Single-cell technologies can analyze gene expression profiles and cellular heterogeneity. ScRNA-seq can reveal the evolutionary state of cells and differences between populations, identify unique cell subtypes and states, and reveal regulatory relationships, targets, and molecular mechanisms in disease processes. In a breast cancer single-cell mapping study, scRNA-seq identified 12 epithelial cell subtypes, among which an ERBB2 + subpopulation with constitutive activation of the EGFR/PI3K pathway exhibited a 3.2-fold reduction in paclitaxel sensitivity (Ali et al. 2024).
The combination of organoid and single-cell technologies allows researchers to analyze protein dynamics during disease development with unprecedented precision. By performing single-cell analyses in complex organoid environments, we can more accurately understand the role of protein dynamics in disease. Recent advances in FLIM technology enable real-time monitoring of organoid metabolic state, enhancing functional insights into protein dynamics and drug responses.
Time-resolved structural biology resolves complex dynamics
Time-resolved structural biology addresses the limitations of traditional Cryo-EM's static snapshots. By employing X-ray free-electron lasers (XFELs) and serial femtosecond crystallography (SFX), researchers can capture protein conformational changes over femtosecond to minute timescales (Fig. 6).
The introduction of XFELs has revolutionized structural biology by producing extremely short (femtosecond) and intense X-ray pulses. This allows diffraction data to be collected from biomolecules before radiation damage occurs (Müller et al. 2024), embodying a "destroy first, image later" approach that permits study of biomolecules at room temperature and brings experiments closer to physiological conditions (Müller et al. 2024). TR-SFX, a major application of XFEL, involves triggering a reaction with a laser or hybrid device and subsequently probing it with XFEL pulses. This method enables observation of protein dynamics at timescales ranging from femtoseconds to minutes (Park et al. 2024). While first applied to photoactive proteins, TR-SFX can potentially investigate a broader spectrum of biomolecular systems (Caramello et al. 2024). For instance, German researchers used TR-SFX to capture seven temporal structures of the bacterial photosensory pigment Agp2-PAiRFP2, spanning from the PFR to the Meta-F state, revealing connections between chromophore isomerization, proton transfer, and protein conformational shifts (Grieco et al. 2024).
AI modeling database-assisted protein dynamic structure prediction
AI is playing an increasingly important role in biological big data parsing (Zcelik et al. 2024; Guo et al. 2023).

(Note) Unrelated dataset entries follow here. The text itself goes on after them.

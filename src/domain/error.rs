use thiserror::Error;

/// Every failure a store operation can surface, tagged by the stage that failed.
#[derive(Debug, Error)]
pub enum StoreError {
    #[error("Provisioning error: {0}")]
    Provisioning(String),

    #[error("Embedding error: {0}")]
    Embedding(String),

    #[error("Insert error: {0}")]
    Insert(String),

    #[error("Search error: {0}")]
    Search(String),

    #[error("Invalid input: {0}")]
    InvalidInput(String),

    #[error("Canceled during {0}")]
    Canceled(String),

    #[error("Configuration error: {0}")]
    Config(String),
}

impl StoreError {
    pub fn is_canceled(&self) -> bool {
        matches!(self, StoreError::Canceled(_))
    }
}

In structural biology, AI and machine learning (ML) techniques are rapidly advancing the study of intrinsically disordered proteins (IDPs) (Ramanathan et al. 2021). Through deep learning and other techniques, it is possible to establish dynamic structure prediction models of proteins or of complex system components in TCM (Aziz et al. 2024). Modeling protein dynamics and AI algorithms can help simulate the biological system dynamics and greatly improve the understanding of protein conformational relationships (Hou et al. 2024).
Furthermore, AI facilitates the integration of multi-omics data to identify biomarkers and therapeutic targets, thereby accelerating the drug development process (Li et al. 2015). AI-driven biomedical genomics research is widely used to process and analyze high-dimensional genomic data, promoting biomarker discovery and enhancing genome sequence annotation by integrating biomedical knowledge into algorithm development. AI-based biomedical genomics research can be divided into the following steps: data collection and preprocessing, algorithm development, verification and validation, and integration of biomedical knowledge (Aziz et al. 2024).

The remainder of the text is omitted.